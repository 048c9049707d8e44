//! Plan generation handlers.

use axum::extract::{Path, State};
use axum::Json;
use serde::{Deserialize, Serialize};
use tracing::info;
use validator::Validate;

use storycut_models::{JobInput, MediaId, Plan, PlanId, StoryBrief};

use crate::error::{ApiError, ApiResult};
use crate::handlers::media::live_media;
use crate::state::AppState;

#[derive(Serialize)]
pub struct PlanJobResponse {
    pub plan_job_id: String,
}

// ============================================================================
// Heuristic plans
// ============================================================================

#[derive(Debug, Deserialize, Default)]
pub struct HeuristicPlanRequest {
    /// Index into the stored clip candidates
    pub candidate_index: Option<usize>,
    /// Free-form `(start, end)` window in seconds
    pub window: Option<(f64, f64)>,
}

/// Generate a plan from a selected candidate or free-form window.
pub async fn plan_heuristic(
    State(state): State<AppState>,
    Path(media_id): Path<String>,
    Json(request): Json<HeuristicPlanRequest>,
) -> ApiResult<Json<PlanJobResponse>> {
    let media_id = MediaId::from_string(media_id);
    let media = live_media(&state, &media_id).await?;

    // Impossible inputs fail synchronously, before any work is queued
    match media.technical.as_ref() {
        None => {
            return Err(ApiError::bad_request(
                "InvalidRequest",
                "media has not been probed yet",
            ))
        }
        Some(t) if t.duration <= 0.0 => {
            return Err(ApiError::bad_request("EmptySource", "source has no timeline"))
        }
        Some(_) => {}
    }

    if let Some((start, end)) = request.window {
        if !(start >= 0.0 && end > start) {
            return Err(ApiError::bad_request(
                "InvalidRequest",
                format!("invalid window [{}, {}]", start, end),
            ));
        }
    }

    let job = state
        .ctx
        .submit_job(
            media_id.clone(),
            JobInput::PlanHeuristic {
                candidate_index: request.candidate_index,
                window: request.window,
            },
        )
        .await?;

    info!(media_id = %media_id, job_id = %job.job_id, "heuristic plan queued");
    Ok(Json(PlanJobResponse {
        plan_job_id: job.job_id.to_string(),
    }))
}

// ============================================================================
// Story plans
// ============================================================================

#[derive(Debug, Deserialize, Validate)]
pub struct StoryPlanRequest {
    #[validate(length(min = 1, message = "story_prompt must not be empty"))]
    pub story_prompt: String,
    pub summary: Option<String>,
    pub target_audience: Option<String>,
    pub tone: Option<String>,
    pub key_message: Option<String>,
    #[serde(default)]
    pub story_arc: Vec<String>,
    #[serde(default)]
    pub style_preferences: Vec<String>,
    /// Target output length as a fraction of source duration, in (0, 1]
    #[validate(range(min = 0.01, max = 1.0, message = "desired_length_pct must be in (0, 1]"))]
    pub desired_length_pct: f64,
    /// Reject rather than warn on out-of-band coverage
    #[serde(default)]
    pub strict_coverage: bool,
}

/// Run the compress -> prompt -> model -> validate chain asynchronously.
pub async fn plan_story(
    State(state): State<AppState>,
    Path(media_id): Path<String>,
    Json(request): Json<StoryPlanRequest>,
) -> ApiResult<Json<PlanJobResponse>> {
    request
        .validate()
        .map_err(|e| ApiError::bad_request("InvalidRequest", e.to_string()))?;

    let media_id = MediaId::from_string(media_id);
    let media = live_media(&state, &media_id).await?;
    match media.technical.as_ref() {
        None => {
            return Err(ApiError::bad_request(
                "InvalidRequest",
                "media has not been probed yet",
            ))
        }
        Some(t) if t.duration <= 0.0 => {
            return Err(ApiError::bad_request("EmptySource", "source has no timeline"))
        }
        Some(_) => {}
    }

    let brief = StoryBrief {
        story_prompt: request.story_prompt,
        summary: request.summary,
        target_audience: request.target_audience,
        tone: request.tone,
        key_message: request.key_message,
        story_arc: request.story_arc,
        style_preferences: request.style_preferences,
        desired_length_pct: request.desired_length_pct,
        strict_coverage: request.strict_coverage,
    };

    let job = state
        .ctx
        .submit_job(media_id.clone(), JobInput::PlanStory { brief })
        .await?;

    info!(media_id = %media_id, job_id = %job.job_id, "story plan queued");
    Ok(Json(PlanJobResponse {
        plan_job_id: job.job_id.to_string(),
    }))
}

// ============================================================================
// Plan lookup
// ============================================================================

/// The validated plan: EDL, warnings, story arc, recommendations.
pub async fn get_plan(
    State(state): State<AppState>,
    Path(plan_id): Path<String>,
) -> ApiResult<Json<Plan>> {
    let plan_id = PlanId::from_string(plan_id);
    state
        .ctx
        .registry
        .get_plan(&plan_id)
        .await?
        .map(Json)
        .ok_or_else(|| ApiError::not_found(format!("plan {}", plan_id)))
}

* * *

### What needs to be done
Restate the full material word for word.

### Reply to the task
repository 048c9049707d8e44
//! Plan generation handlers.

use axum::extract::{Path, State};
use axum::Json;
use serde::{Deserialize, Serialize};
use tracing::info;
use validator::Validate;

use storycut_models::{JobInput, MediaId, Plan, PlanId, StoryBrief};

use crate::error::{ApiError, ApiResult};
use crate::handlers::media::live_media;
use crate::state::AppState;

#[derive(Serialize)]
pub struct PlanJobResponse {
    pub plan_job_id: String,
}

// ============================================================================
// Heuristic plans
// ============================================================================

#[derive(Debug, Deserialize, Default)]
pub struct HeuristicPlanRequest {
    /// Index into the stored clip candidates
    pub candidate_index: Option<usize>,
    /// Free-form `(start, end)` window in seconds
    pub window: Option<(f64, f64)>,
}

/// Generate a plan from a selected candidate or free-form window.
pub async fn plan_heuristic(
    State(state): State<AppState>,
    Path(media_id): Path<String>,
    Json(request): Json<HeuristicPlanRequest>,
) -> ApiResult<Json<PlanJobResponse>> {
    let media_id = MediaId::from_string(media_id);
    let media = live_media(&state, &media_id).await?;

    // Impossible inputs fail synchronously, before any work is queued
    match media.technical.as_ref() {
        None => {
            return Err(ApiError::bad_request(
                "InvalidRequest",
                "media has not been probed yet",
            ))
        }
        Some(t) if t.duration <= 0.0 => {
            return Err(ApiError::bad_request("EmptySource", "source has no timeline"))
        }
        Some(_) => {}
    }

    if let Some((start, end)) = request.window {
        if !(start >= 0.0 && end > start) {
            return Err(ApiError::bad_request(
                "InvalidRequest",
                format!("invalid window [{}, {}]", start, end),
            ));
        }
    }

    let job = state
        .ctx
        .submit_job(
            media_id.clone(),
            JobInput::PlanHeuristic {
                candidate_index: request.candidate_index,
                window: request.window,
            },
        )
        .await?;

    info!(media_id = %media_id, job_id = %job.job_id, "heuristic plan queued");
    Ok(Json(PlanJobResponse {
        plan_job_id: job.job_id.to_string(),
    }))
}

// ============================================================================
// Story plans
// ============================================================================

#[derive(Debug, Deserialize, Validate)]
pub struct StoryPlanRequest {
    #[validate(length(min = 1, message = "story_prompt must not be empty"))]
    pub story_prompt: String,
    pub summary: Option<String>,
    pub target_audience: Option<String>,
    pub tone: Option<String>,
    pub key_message: Option<String>,
    #[serde(default)]
    pub story_arc: Vec<String>,
    #[serde(default)]
    pub style_preferences: Vec<String>,
    /// Target output length as a fraction of source duration, in (0, 1]
    #[validate(range(min = 0.01, max = 1.0, message = "desired_length_pct must be in (0, 1]"))]
    pub desired_length_pct: f64,
    /// Reject rather than warn on out-of-band coverage
    #[serde(default)]
    pub strict_coverage: bool,
}

/// Run the compress -> prompt -> model -> validate chain asynchronously.
pub async fn plan_story(
    State(state): State<AppState>,
    Path(media_id): Path<String>,
    Json(request): Json<StoryPlanRequest>,
) -> ApiResult<Json<PlanJobResponse>> {
    request
        .validate()
        .map_err(|e| ApiError::bad_request("InvalidRequest", e.to_string()))?;

    let media_id = MediaId::from_string(media_id);
    let media = live_media(&state, &media_id).await?;
    match media.technical.as_ref() {
        None => {
            return Err(ApiError::bad_request(
                "InvalidRequest",
                "media has not been probed yet",
            ))
        }
        Some(t) if t.duration <= 0.0 => {
            return Err(ApiError::bad_request("EmptySource", "source has no timeline"))
        }
        Some(_) => {}
    }

    let brief = StoryBrief {
        story_prompt: request.story_prompt,
        summary: request.summary,
        target_audience: request.target_audience,
        tone: request.tone,
        key_message: request.key_message,
        story_arc: request.story_arc,
        style_preferences: request.style_preferences,
        desired_length_pct: request.desired_length_pct,
        strict_coverage: request.strict_coverage,
    };

    let job = state
        .ctx
        .submit_job(media_id.clone(), JobInput::PlanStory { brief })
        .await?;

    info!(media_id = %media_id, job_id = %job.job_id, "story plan queued");
    Ok(Json(PlanJobResponse {
        plan_job_id: job.job_id.to_string(),
    }))
}

// ============================================================================
// Plan lookup
// ============================================================================

/// The validated plan: EDL, warnings, story arc, recommendations.
pub async fn get_plan(
    State(state): State<AppState>,
    Path(plan_id): Path<String>,
) -> ApiResult<Json<Plan>> {
    let plan_id = PlanId::from_string(plan_id);
    state
        .ctx
        .registry
        .get_plan(&plan_id)
        .await?
        .map(Json)
        .ok_or_else(|| ApiError::not_found(format!("plan {}", plan_id)))
}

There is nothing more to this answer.